Em nota, a defesa de Ricardo Tavares Mendes classificou a denúncia como “absurdo equívoco”. “A denúncia cita Ricardo Mendes pouquíssimas vezes, a partir de fatos que não configuram qualquer crime, e até mesmo cometendo o erro grosseiro de confundi-lo com outra pessoa de mesmo nome. Claramente, o Ministério Público errou ao mencionar um médico com longa carreira dedicada ao serviço público como suposto partícipe de irregularidades. A defesa tem a convicção de que o Judiciário não cairá nesse absurdo equívoco”, destaca o texto assinado pelos advogados Ticiano Figueiredo e Pedro Ivo Velloso.
O Metrópoles busca contato com a defesa dos denunciados e assim que obtiver retorno vai atualizar todas as reportagens publicadas sobre o caso.
Em nota, o Carnelós e Garcia Advogados, que representa a empresa Biomega – também investigada pelo MPDFT –, ressalta que os representantes da companhia não foram ouvidos durante as investigações. Leia o texto na íntegra:
“A denúncia contra diretores e funcionários da empresa é ato açodado, assim como também foi a deflagração de medidas de buscas e decretação de sequestro. Os representantes da companhia não foram sequer ouvidos para explicar as distorções identificadas nas investigações.
A empresa participou de um processo licitatório com outras concorrentes e venceu pelo menor preço.
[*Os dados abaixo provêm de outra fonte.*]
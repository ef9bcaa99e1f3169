use axum::{
    Router,
    extract::FromRef,
    http::HeaderName,
    middleware,
    routing::get,
};
use utoipa::OpenApi;
use utoipa_swagger_ui::SwaggerUi;

use tower::ServiceBuilder;
use tower_http::{
    cors::{Any, CorsLayer},
    request_id::{MakeRequestUuid, PropagateRequestIdLayer, SetRequestIdLayer},
    trace::{DefaultOnResponse, TraceLayer},
};
use tracing::{Level, Span};

// --- Module Structure ---

pub mod auth;
pub mod config;
pub mod error;
pub mod handlers;
pub mod models;
pub mod oidc;
pub mod pages;
pub mod repository;
pub mod session;
pub mod views;

// Public, management and API-write routers.
pub mod routes;
use routes::{authenticated, public};

// --- Public Re-exports ---

pub use config::AppConfig;
pub use oidc::{CognitoProvider, MockIdentityProvider, OidcSettings};
pub use repository::{MemoryRepository, PostgresRepository, RepositoryState};
pub use session::{MemorySessionStore, SessionManager, SessionState};

/// ApiDoc
///
/// OpenAPI description of the JSON API, served at `/api-docs/openapi.json`.
#[derive(OpenApi)]
#[openapi(
    paths(
        handlers::get_projects, handlers::create_project, handlers::update_project,
        handlers::delete_project, handlers::get_session
    ),
    components(
        schemas(models::Project, models::ProjectDraft, models::SessionStatus)
    ),
    tags(
        (name = "portfolio", description = "Portfolio projects API")
    )
)]
struct ApiDoc;

/// AppState
///
/// The single container of shared services, cloned into every request.
#[derive(Clone)]
pub struct AppState {
    /// Access to the hosted `projects` table.
    pub repo: RepositoryState,
    /// Visitor sessions and the identity provider behind them.
    pub sessions: SessionState,
    pub config: AppConfig,
}

// --- Axum FromRef Extractor Implementations ---

impl FromRef<AppState> for RepositoryState {
    fn from_ref(app_state: &AppState) -> RepositoryState {
        app_state.repo.clone()
    }
}

impl FromRef<AppState> for SessionState {
    fn from_ref(app_state: &AppState) -> SessionState {
        app_state.sessions.clone()
    }
}

impl FromRef<AppState> for AppConfig {
    fn from_ref(app_state: &AppState) -> AppConfig {
        app_state.config.clone()
    }
}

/// create_router
///
/// Assembles every route, the route guard, the sign-in callback layer and the
/// observability stack.
pub fn create_router(state: AppState) -> Router {
    let cors = CorsLayer::new()
        .allow_methods(Any)
        .allow_origin(Any)
        .allow_headers(Any);

    let x_request_id = HeaderName::from_static("x-request-id");

    let mut base_router = Router::new()
        .merge(SwaggerUi::new("/swagger-ui").url("/api-docs/openapi.json", ApiDoc::openapi()))
        .merge(public::public_routes())
        // Guarded pages: loading / errored / unauthenticated never reach the handler.
        .merge(
            authenticated::manage_routes().route_layer(middleware::from_fn_with_state(
                state.clone(),
                auth::route_guard,
            )),
        )
        .merge(authenticated::api_write_routes());

    // The redirect URI path needs a route of its own unless it is the gallery.
    let redirect_path = state.config.redirect_path();
    if redirect_path != "/" {
        base_router = base_router.route(&redirect_path, get(auth::callback_landing));
    }

    base_router
        .layer(middleware::from_fn_with_state(
            state.clone(),
            auth::signin_callback,
        ))
        .with_state(state)
        .layer(
            ServiceBuilder::new()
                .layer(SetRequestIdLayer::new(x_request_id.clone(), MakeRequestUuid))
                .layer(
                    TraceLayer::new_for_http()
                        .make_span_with(trace_span_logger)
                        .on_response(
                            DefaultOnResponse::new()
                                .level(Level::INFO)
                                .latency_unit(tower_http::LatencyUnit::Millis),
                        ),
                )
                .layer(PropagateRequestIdLayer::new(x_request_id)),
        )
        .layer(cors)
}

/// trace_span_logger
///
/// Span for one request, correlated by its `x-request-id`.
fn trace_span_logger(request: &axum::http::Request<axum::body::Body>) -> Span {
    let request_id = request
        .headers()
        .get("x-request-id")
        .and_then(|value| value.to_str().ok())
        .unwrap_or("unknown");

    tracing::info_span!(
        "http_request",
        method = ?request.method(),
        uri = ?request.uri(),
        req_id = %request_id,
    )
}
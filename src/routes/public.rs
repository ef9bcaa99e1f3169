use crate::{AppState, handlers, pages};
use axum::{Router, routing::get};

/// Public Router Module
///
/// Endpoints reachable without a session.
pub fn public_routes() -> Router<AppState> {
    Router::new()
        // GET /health
        // Liveness check for the load balancer.
        .route("/health", get(|| async { "ok" }))
        // GET /
        // The project gallery.
        .route("/", get(pages::gallery))
        // GET /login
        // Starts the hosted sign-in; lands on /manage afterwards.
        .route("/login", get(pages::login))
        // GET|POST /logout
        // Tears the session down and bounces through the provider's logout page.
        .route("/logout", get(pages::logout).post(pages::logout))
        // GET /api/projects
        .route("/api/projects", get(handlers::get_projects))
        // GET /api/session
        // Authentication state projections for scripts and monitors.
        .route("/api/session", get(handlers::get_session))
}
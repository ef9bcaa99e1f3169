use axum::{
    Router,
    body::{Body, to_bytes},
    http::{Request, Response, StatusCode, header},
};
use chrono::{Duration, Utc};
use portfolio_site::{
    AppConfig, AppState, MemoryRepository, MemorySessionStore, MockIdentityProvider,
    OidcSettings, SessionManager, create_router,
    session::{SessionStore, StorageScope, UserProfile, UserRecord, manager::PendingSignIn},
};
use std::sync::Arc;
use tower::ServiceExt;

const PROVIDER_LOGIN: &str = "https://portfolio-test.auth.us-east-1.amazoncognito.com/login?";
const PROVIDER_LOGOUT: &str = "https://portfolio-test.auth.us-east-1.amazoncognito.com/logout?";

struct TestApp {
    router: Router,
    state: AppState,
    store: Arc<MemorySessionStore>,
}

fn spawn_app() -> TestApp {
    let config = AppConfig::default();
    let store = Arc::new(MemorySessionStore::new());
    let state = AppState {
        repo: Arc::new(MemoryRepository::new()),
        sessions: Arc::new(SessionManager::new(
            store.clone(),
            Arc::new(MockIdentityProvider::new()),
            OidcSettings::from_config(&config).unwrap(),
        )),
        config,
    };
    TestApp {
        router: create_router(state.clone()),
        state,
        store,
    }
}

impl TestApp {
    async fn get(&self, uri: &str, sid: Option<&str>) -> Response<Body> {
        self.send("GET", uri, sid, Body::empty()).await
    }

    async fn send(&self, method: &str, uri: &str, sid: Option<&str>, body: Body) -> Response<Body> {
        let mut request = Request::builder()
            .method(method)
            .uri(uri)
            .header(header::HOST, "www.example.com");
        if let Some(sid) = sid {
            request = request.header(header::COOKIE, format!("portfolio_session={sid}"));
        }
        self.router
            .clone()
            .oneshot(request.body(body).unwrap())
            .await
            .unwrap()
    }

    async fn sign_in(&self, sid: &str) {
        let login_url = self.state.sessions.begin_sign_in(sid, "/").await.unwrap();
        let state = query_param(&login_url, "state").unwrap();
        self.state
            .sessions
            .complete_sign_in(sid, "code", &state)
            .await
            .unwrap();
    }
}

fn location(response: &Response<Body>) -> String {
    response
        .headers()
        .get(header::LOCATION)
        .unwrap()
        .to_str()
        .unwrap()
        .to_string()
}

fn set_cookies(response: &Response<Body>) -> Vec<String> {
    response
        .headers()
        .get_all(header::SET_COOKIE)
        .iter()
        .map(|v| v.to_str().unwrap().to_string())
        .collect()
}

fn query_param(url: &str, name: &str) -> Option<String> {
    reqwest::Url::parse(url)
        .unwrap()
        .query_pairs()
        .find(|(key, _)| key == name)
        .map(|(_, value)| value.into_owned())
}

async fn body_text(response: Response<Body>) -> String {
    let bytes = to_bytes(response.into_body(), usize::MAX).await.unwrap();
    String::from_utf8(bytes.to_vec()).unwrap()
}

// --- Route guard ---

#[tokio::test]
async fn test_anonymous_visitor_is_sent_to_hosted_sign_in() {
    let app = spawn_app();

    let response = app.get("/manage", None).await;

    assert_eq!(response.status(), StatusCode::SEE_OTHER);
    assert!(location(&response).starts_with(PROVIDER_LOGIN));
    let cookies = set_cookies(&response);
    assert_eq!(cookies.len(), 1);
    assert!(cookies[0].starts_with("portfolio_session="));
    assert!(body_text(response).await.is_empty());
}

#[tokio::test]
async fn test_sign_in_round_trip_lands_back_on_guarded_page() {
    let app = spawn_app();

    let response = app.get("/manage", None).await;
    let login_url = location(&response);
    let sid = set_cookies(&response)[0]
        .trim_start_matches("portfolio_session=")
        .split(';')
        .next()
        .unwrap()
        .to_string();
    let state = query_param(&login_url, "state").unwrap();

    let callback = app
        .get(&format!("/callback?code=abc&state={state}"), Some(&sid))
        .await;
    assert_eq!(callback.status(), StatusCode::SEE_OTHER);
    assert_eq!(location(&callback), "/manage");

    let page = app.get("/manage", Some(&sid)).await;
    assert_eq!(page.status(), StatusCode::OK);
    assert!(body_text(page).await.contains("Add New Project"));
}

#[tokio::test]
async fn test_errored_visitor_goes_home_once() {
    let app = spawn_app();
    app.state
        .sessions
        .record_error("sid-err", "access_denied")
        .await
        .unwrap();

    let response = app.get("/manage", Some("sid-err")).await;
    assert_eq!(response.status(), StatusCode::SEE_OTHER);
    assert_eq!(location(&response), "/");

    // The error was consumed; the next visit is a normal anonymous one.
    assert!(app.state.sessions.error(Some("sid-err")).await.is_none());
    let again = app.get("/manage", Some("sid-err")).await;
    assert!(location(&again).starts_with(PROVIDER_LOGIN));
}

#[tokio::test]
async fn test_loading_visitor_sees_spinner() {
    let app = spawn_app();
    let pending = PendingSignIn {
        code_verifier: "v".to_string(),
        nonce: "n".to_string(),
        return_to: "/manage".to_string(),
        created_at: Utc::now(),
        exchange_started_at: Some(Utc::now()),
    };
    app.store
        .set(
            "sid-wait",
            StorageScope::Session,
            "oidc.pending",
            serde_json::to_string(&pending).unwrap(),
        )
        .await
        .unwrap();

    let response = app.get("/manage", Some("sid-wait")).await;

    assert_eq!(response.status(), StatusCode::OK);
    assert!(response.headers().get(header::LOCATION).is_none());
    assert!(body_text(response).await.contains(r#"class="spinner""#));
}

#[tokio::test]
async fn test_expired_sign_in_is_sent_back_to_provider() {
    let app = spawn_app();
    let record = UserRecord {
        id_token: "old-id-token".to_string(),
        access_token: "old-access-token".to_string(),
        refresh_token: None,
        expires_at: Utc::now() - Duration::minutes(1),
        profile: UserProfile {
            sub: "mock-subject".to_string(),
            email: Some("owner@example.com".to_string()),
        },
    };
    app.store
        .set(
            "sid-stale",
            StorageScope::Session,
            &app.state.sessions.settings().user_store_key(),
            serde_json::to_string(&record).unwrap(),
        )
        .await
        .unwrap();

    let response = app.get("/manage", Some("sid-stale")).await;

    assert_eq!(response.status(), StatusCode::SEE_OTHER);
    assert!(location(&response).starts_with(PROVIDER_LOGIN));
}

#[tokio::test]
async fn test_authenticated_visitor_reaches_management_screen() {
    let app = spawn_app();
    app.sign_in("sid-ok").await;

    let response = app.get("/manage", Some("sid-ok")).await;

    assert_eq!(response.status(), StatusCode::OK);
    let body = body_text(response).await;
    assert!(body.contains("Add New Project"));
    assert!(body.contains("Sign out"));
}

#[tokio::test]
async fn test_provider_error_on_callback_is_recorded() {
    let app = spawn_app();

    let response = app
        .get(
            "/callback?error=access_denied&error_description=User%20cancelled",
            Some("sid-cancel"),
        )
        .await;

    assert_eq!(response.status(), StatusCode::SEE_OTHER);
    assert_eq!(location(&response), "/");
    assert_eq!(
        app.state.sessions.error(Some("sid-cancel")).await.as_deref(),
        Some("access_denied: User cancelled")
    );
}

#[tokio::test]
async fn test_callback_path_without_parameters_goes_home() {
    let app = spawn_app();

    let response = app.get("/callback", None).await;

    assert_eq!(response.status(), StatusCode::SEE_OTHER);
    assert_eq!(location(&response), "/");
}

// --- Sign-out ---

#[tokio::test]
async fn test_logout_expires_cookies_and_bounces_through_provider() {
    let app = spawn_app();
    app.sign_in("sid-out").await;

    let response = app.send("POST", "/logout", Some("sid-out"), Body::empty()).await;

    assert_eq!(response.status(), StatusCode::SEE_OTHER);
    assert!(location(&response).starts_with(PROVIDER_LOGOUT));
    assert!(response.headers().get("clear-site-data").is_none());

    let cookies = set_cookies(&response);
    // 15 provider cookies for a three-label host, then the session cookie.
    assert_eq!(cookies.len(), 16);
    assert!(cookies.iter().any(|c| c.contains("Domain=.example.com")));
    assert!(!app.state.sessions.is_authenticated(Some("sid-out")).await);

    let page = app.get("/manage", Some("sid-out")).await;
    assert!(location(&page).starts_with(PROVIDER_LOGIN));
}

// --- Public surface ---

#[tokio::test]
async fn test_gallery_is_public() {
    let app = spawn_app();

    let response = app.get("/", None).await;

    assert_eq!(response.status(), StatusCode::OK);
    let body = body_text(response).await;
    assert!(body.contains("Full Stack Web Developer"));
    assert!(!body.contains("Sign out"));
}

#[tokio::test]
async fn test_login_entry_point() {
    let app = spawn_app();

    let anonymous = app.get("/login", None).await;
    assert!(location(&anonymous).starts_with(PROVIDER_LOGIN));

    app.sign_in("sid-in").await;
    let signed_in = app.get("/login", Some("sid-in")).await;
    assert_eq!(location(&signed_in), "/manage");
}

#[tokio::test]
async fn test_session_endpoint_reports_state() {
    let app = spawn_app();
    app.sign_in("sid-api").await;

    let response = app.get("/api/session", Some("sid-api")).await;
    let status: serde_json::Value = serde_json::from_str(&body_text(response).await).unwrap();

    assert_eq!(status["is_authenticated"], true);
    assert_eq!(status["is_loading"], false);
    assert_eq!(status["email"], "owner@example.com");
}

#[tokio::test]
async fn test_api_writes_require_session() {
    let app = spawn_app();

    let response = app
        .send(
            "POST",
            "/api/projects",
            None,
            Body::from(r#"{"title":"t","description":"d","url":"u","image_url":"i"}"#),
        )
        .await;

    assert_eq!(response.status(), StatusCode::UNAUTHORIZED);
}

#[tokio::test]
async fn test_health() {
    let app = spawn_app();
    let response = app.get("/health", None).await;
    assert_eq!(response.status(), StatusCode::OK);
}
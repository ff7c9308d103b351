// RoundWatch — Battery ADC Reader
//
// One-shot ADC read of the battery divider via raw ESP-IDF calls.
// GPIO1 / ADC1_CHANNEL_0 with 11 dB attenuation (0–3.3 V range).

use esp_idf_sys::{self as sys, esp};

use crate::battery::{adc_to_voltage, BatterySource};

pub struct AdcBattery {
    handle: sys::adc_oneshot_unit_handle_t,
    channel: sys::adc_channel_t,
    last_voltage: f32,
}

impl AdcBattery {
    pub fn new() -> anyhow::Result<Self> {
        let mut handle: sys::adc_oneshot_unit_handle_t = core::ptr::null_mut();
        let channel = sys::adc_channel_t_ADC_CHANNEL_0;

        // SAFETY: plain FFI calls on locally owned config structs; the handle
        // is only used from the board loop thread.
        unsafe {
            let unit_cfg = sys::adc_oneshot_unit_init_cfg_t {
                unit_id: sys::adc_unit_t_ADC_UNIT_1,
                ulp_mode: sys::adc_ulp_mode_t_ADC_ULP_MODE_DISABLE,
                ..core::mem::zeroed()
            };
            esp!(sys::adc_oneshot_new_unit(&unit_cfg, &mut handle))?;

            let chan_cfg = sys::adc_oneshot_chan_cfg_t {
                atten: sys::adc_atten_t_ADC_ATTEN_DB_11,
                bitwidth: sys::adc_bitwidth_t_ADC_BITWIDTH_12,
            };
            esp!(sys::adc_oneshot_config_channel(handle, channel, &chan_cfg))?;
        }

        log::info!("Battery ADC ready (ADC1 ch{})", channel);
        Ok(Self { handle, channel, last_voltage: 0.0 })
    }
}

impl BatterySource for AdcBattery {
    /// Falls back to the previous reading if the conversion fails.
    fn read_voltage(&mut self) -> f32 {
        let mut raw: i32 = 0;
        // SAFETY: handle and channel were configured in `new`.
        let ret = unsafe { sys::adc_oneshot_read(self.handle, self.channel, &mut raw) };
        if ret == sys::ESP_OK {
            self.last_voltage = adc_to_voltage(raw.clamp(0, i32::from(u16::MAX)) as u16);
        } else {
            log::warn!("Battery ADC read failed ({})", ret);
        }
        self.last_voltage
    }
}
// RoundWatch — Screens
//
// The menu and the three apps it opens. Screens consume gesture events from
// the recognizer and describe themselves as a `Scene`; they never draw.

pub mod ball;
pub mod banner;
pub mod dashboard;
pub mod menu;

use crate::battery::BatteryStatus;
use crate::display::Scene;
use crate::events::Combination;
use crate::gesture::GestureRecognizer;

use self::ball::Ball;
use self::banner::Banner;
use self::dashboard::Dashboard;
use self::menu::{Choice, Menu};

pub const BANNER_TEXT: &str = "Easily Amused";

/// Apps leave on LRL and leave any other combination untouched. An ignored
/// combination is overwritten by the LRL that ends the app, so it never
/// reaches the menu.
fn exit_requested(recognizer: &mut GestureRecognizer) -> bool {
    if recognizer.combination() == Combination::Lrl {
        recognizer.take_combination();
        true
    } else {
        false
    }
}

#[derive(Debug, Clone, PartialEq)]
enum Active {
    Menu,
    Dashboard(Dashboard),
    Ball(Ball),
    Banner(Banner),
    Off,
}

#[derive(Debug, Clone, PartialEq)]
pub struct Screens {
    menu: Menu,
    active: Active,
}

impl Screens {
    pub fn new() -> Self {
        Self {
            menu: Menu::new(),
            active: Active::Menu,
        }
    }

    pub fn menu(&self) -> &Menu {
        &self.menu
    }

    pub fn is_off(&self) -> bool {
        matches!(self.active, Active::Off)
    }

    pub fn name(&self) -> &'static str {
        match self.active {
            Active::Menu => "menu",
            Active::Dashboard(_) => "dashboard",
            Active::Ball(_) => "ball",
            Active::Banner(_) => "banner",
            Active::Off => "off",
        }
    }

    /// Advance the active screen by one frame.
    pub fn update(&mut self, recognizer: &mut GestureRecognizer) {
        if matches!(self.active, Active::Menu) {
            if let Some(choice) = self.menu.update(recognizer) {
                self.open(choice);
            }
            return;
        }

        let exit = match &mut self.active {
            Active::Menu | Active::Off => false,
            Active::Dashboard(dash) => dash.update(recognizer),
            Active::Ball(ball) => ball.update(recognizer),
            Active::Banner(banner) => banner.update(recognizer),
        };
        if exit {
            log::info!("leaving {} → menu", self.name());
            self.active = Active::Menu;
        }
    }

    fn open(&mut self, choice: Choice) {
        self.active = match choice {
            Choice::Banner => Active::Banner(Banner::new(BANNER_TEXT)),
            Choice::Dashboard => Active::Dashboard(Dashboard::new()),
            Choice::Ball => Active::Ball(Ball::new()),
            Choice::Off => Active::Off,
        };
        log::info!("menu → {}", self.name());
    }

    pub fn scene(&self, recognizer: &GestureRecognizer, battery: &BatteryStatus, imu_revision: u8) -> Scene {
        match &self.active {
            Active::Menu => self.menu.scene(),
            Active::Dashboard(dash) => dash.scene(recognizer, battery, imu_revision),
            Active::Ball(ball) => ball.scene(),
            Active::Banner(banner) => banner.scene(),
            Active::Off => Scene::Off,
        }
    }
}

impl Default for Screens {
    fn default() -> Self {
        Self::new()
    }
}
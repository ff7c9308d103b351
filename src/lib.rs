// RoundWatch — Gesture-driven firmware core
//
// Everything that can run without ESP-IDF lives here: the gesture pipeline,
// battery mapping, scene rendering, screens and the board loop. The firmware
// binary adds the panel, ADC and I2C glue on top.

pub mod battery;
pub mod config;
pub mod display;
pub mod drivers;
pub mod error;
pub mod events;
pub mod gesture;
pub mod screens;
pub mod sim;
pub mod tasks;

pub use crate::error::SensorError;
pub use crate::gesture::GestureRecognizer;
pub use crate::tasks::board::BoardLoop;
A companhia informa que é um laboratório de análises clínicas, e não uma distribuidora de testes. Também não vendeu kits para testagem, mas sim a prestação de serviços para análise e determinação de laudos de exames laboratoriais referentes à Covid-19.
Quanto aos insumos usados na prestação do serviço, esclarece que todos os testes utilizados nos serviços contratados pelo Governo do Distrito Federal têm aprovação da Anvisa.”